Recalling her childhood fascination with the workings of radios and TVs, a light bulb went on.

So she applied and enrolled. Back then and probably even now, not too many girls hankered after the challenges of the technical world. Thus Marion found herself one of only two girls in a class of 21.

Being surrounded by a sea of men did not intimidate the young woman however.

She knuckled down to her studies and was hired soon after college.

As a child , Marion was always fascinated with how radios and TVs work. She now hasa job to indulge her curiosity. Photos: Martin Mukangu/Standard

But she recalls that time with an amused nostalgia: "One of the reasons I loved the course I was doing was because though I would end up in the world of media, it wouldn’t be as a journalist. Those guys are always on the move, going where the story takes them," she says, adding: "I wanted a quiet, enjoyable job in which I wouldn’t have to travel so much"

But she has had to travel wide on the job and is currently going to different parts of the country supervising the installation of transmitters.

Her husband and son have had to put up with her absence as she is often away troubleshooting on technical problems.

It’s always been like that. Her first job was at a company called SELGO, where she mainly worked with wireless communications devices.

It was interesting work but she soon moved to Skytech where she serviced and installed equipment countrywide for firms like NTV and Kencell.

She, for instance, was involved in the rollout of Kencell’s public phones, a pioneering service at the time.

She says: "I remember it took me a while to get adjusted to the unpredictable nature of this job. I would arrive at the office at 8am like everybody else, only to be asked to go back home and pack an overnight bag and leave for some place immediately."

The United Nations was another demanding client. She vividly remembers spending sleepless nights at the UN complex at Gigiri servicing their telecommunication equipment before major conferences.

The pressure would become relentless if Heads of State and the Secretary General were expected.
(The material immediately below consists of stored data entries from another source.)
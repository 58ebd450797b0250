use approx::assert_relative_eq;

use super::{Halt, solve, solve_equation};
use crate::{Config, Entry, MAX_ITERATIONS};

#[test]
fn converges_to_cbrt2() {
    let trace = solve_equation("x^3 - 2", 0.0, 1.0, 2.0, &Config::new(5));

    assert!(!trace.is_halted());
    assert_eq!(trace.records().len(), 5);

    let records = trace.records();
    assert_relative_eq!(records[0].x, 1.2152504370215302, epsilon = 1e-12);
    assert_relative_eq!(records[4].x, 2.0_f64.cbrt(), epsilon = 1e-12);
    assert!(records[4].relative_error.unwrap() < 1.0);
}

#[test]
fn fits_the_quadratic_through_the_window() {
    // For f(x) = x² − 2 with seeds (0, 1, 2) the interpolant is f itself,
    // so the first step lands on √2 directly.
    let trace = solve_equation("x^2 - 2", 0.0, 1.0, 2.0, &Config::new(1));

    let r = &trace.records()[0];
    assert_relative_eq!(r.h1, 1.0);
    assert_relative_eq!(r.h2, 1.0);
    assert_relative_eq!(r.d1, 1.0);
    assert_relative_eq!(r.d2, 3.0);
    assert_relative_eq!(r.a, 1.0);
    assert_relative_eq!(r.b, 4.0);
    assert_relative_eq!(r.c, 2.0);
    assert_relative_eq!(r.x, 2.0_f64.sqrt(), epsilon = 1e-12);
}

#[test]
fn exact_convergence_halts_on_zero_step_sum() {
    // Landing on the root makes the window points coincide to within one
    // ulp, and the outer gap cancels exactly two iterations later.
    let trace = solve_equation("x^2 - 2", 0.0, 1.0, 2.0, &Config::new(5));

    assert_eq!(trace.records().len(), 4);
    assert_eq!(trace.halt(), Some(&Halt::StepSumZero));
    assert_relative_eq!(trace.records()[0].x, 2.0_f64.sqrt(), epsilon = 1e-12);
    assert!(trace.records()[3].x.is_nan());
}

#[test]
fn coincident_seeds_halt_on_first_iteration() {
    let h1 = solve_equation("x^2 - 2", 1.0, 1.0, 2.0, &Config::new(5));
    assert_eq!(h1.records().len(), 1);
    assert_eq!(h1.halt(), Some(&Halt::H1Zero));

    let h2 = solve_equation("x^2 - 2", 0.0, 1.0, 1.0, &Config::new(5));
    assert_eq!(h2.records().len(), 1);
    assert_eq!(h2.halt(), Some(&Halt::H2Zero));
}

#[test]
fn constant_function_halts_on_zero_denominator() {
    let trace = solve_equation("5", 0.0, 1.0, 2.0, &Config::default());

    assert_eq!(trace.records().len(), 1);
    assert_eq!(trace.halt(), Some(&Halt::DenominatorZero));

    // All coefficients collapse, and the doomed step is still recorded.
    let r = &trace.records()[0];
    assert_relative_eq!(r.a, 0.0);
    assert_relative_eq!(r.b, 0.0);
    assert!(r.x.is_infinite());
}

#[test]
fn nan_seed_evaluation_halts_after_recording() {
    let trace = solve_equation("ln(x)", -1.0, 1.0, 2.0, &Config::default());

    assert_eq!(trace.records().len(), 1);
    assert_eq!(trace.halt(), Some(&Halt::Fx0Nan));
    assert!(trace.records()[0].fx0.is_nan());
}

#[test]
fn negative_discriminant_propagates_nan_before_halting() {
    // x² + 1 has no real root: iteration 1 records a NaN estimate without
    // halting, and iteration 2 catches it when f(NaN) enters the window.
    let trace = solve_equation("x^2 + 1", -1.0, 0.0, 1.0, &Config::default());

    assert_eq!(trace.records().len(), 2);
    assert_eq!(trace.halt(), Some(&Halt::Fx2Nan));
    assert!(trace.records()[0].x.is_nan());
    assert!(trace.records()[1].fx2.is_nan());
}

#[test]
fn invalid_equation_yields_a_lone_halt() {
    let trace = solve_equation("(((", 0.0, 1.0, 2.0, &Config::default());

    assert!(trace.records().is_empty());
    assert_eq!(trace.halt(), Some(&Halt::InvalidEquation));
    assert_eq!(trace.len(), 1);
}

#[test]
fn first_record_has_no_relative_error() {
    let trace = solve_equation("x^3 - 2", 0.0, 1.0, 2.0, &Config::new(3));

    assert_eq!(trace.records()[0].relative_error, None);
    assert!(trace.records()[1..].iter().all(|r| r.relative_error.is_some()));
}

#[test]
fn solves_plain_closures() {
    let f = |x: f64| x * x * x - 2.0;
    let trace = solve(&f, 0.0, 1.0, 2.0, &Config::new(5));

    assert!(!trace.is_halted());
    assert_relative_eq!(trace.records()[4].x, 2.0_f64.cbrt(), epsilon = 1e-12);
}

#[test]
fn iteration_bound_is_clamped() {
    // Wide seeds keep the method from converging exactly within the bound.
    let trace = solve_equation("x^3 - 2", -10.0, 0.0, 10.0, &Config::new(15));

    assert!(!trace.is_halted());
    assert_eq!(trace.records().len(), MAX_ITERATIONS);
    assert_relative_eq!(trace.records()[9].x, 2.0_f64.cbrt(), epsilon = 1e-9);
}

#[test]
fn identical_inputs_give_identical_traces() {
    let config = Config::new(5);
    let first = solve_equation("x^3 - 2", 0.0, 1.0, 2.0, &config);
    let second = solve_equation("x^3 - 2", 0.0, 1.0, 2.0, &config);

    assert_eq!(first, second);
}

#[test]
fn entries_end_with_the_halt() {
    let trace = solve_equation("5", 0.0, 1.0, 2.0, &Config::default());

    let entries: Vec<_> = trace.entries().collect();
    assert_eq!(entries.len(), 2);
    assert!(matches!(entries[0], Entry::Record(_)));
    assert!(matches!(entries[1], Entry::Halt(&Halt::DenominatorZero)));
}

#[test]
fn halt_reasons_render_their_exact_strings() {
    assert_eq!(Halt::InvalidEquation.to_string(), "Invalid equation");
    assert_eq!(Halt::Fx0Nan.to_string(), "f(x0) is NaN");
    assert_eq!(Halt::Fx1Nan.to_string(), "f(x1) is NaN");
    assert_eq!(Halt::Fx2Nan.to_string(), "f(x2) is NaN");
    assert_eq!(Halt::H1Zero.to_string(), "h1 is 0");
    assert_eq!(Halt::H2Zero.to_string(), "h2 is 0");
    assert_eq!(Halt::StepSumZero.to_string(), "h2 + h1 is 0");
    assert_eq!(Halt::DenominatorZero.to_string(), "denominator is 0");
}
The margin for error then was absolutely zero.

Another firm called Broadcast Solutions International (BSI) soon came calling, and her wanderlust led her to look for new challenges.

"I am lucky because I have never ‘tarmacked’", she says, adding: "I just tend to get new job opportunities all the time."

FM stations

Her time at BSI coincided with the explosion of the media industry.

Every day it seemed there was a new FM station being launched in the country and Marion was right in the thick of it.

One of BSI’s clients was Regional Reach, proprietors of Kameme FM.

When they launched Kenya’s first 24-hour TV station, Marion was naturally a key technical point person from the consulting firm.

When K24’S contractor returned home to Uganda, the station was left flapping without a technical manager.

Lucky for them, Marion had not lost her wanderlust.

They presented her with the chance to be at the center of a new station and it proved irresistible.

Where next? "Whatever!" she says, adding: "I am open to opportunities, but for now, I will ensure that the machines in thisstation runs smoothly and that my department has effecient and able technical assistants."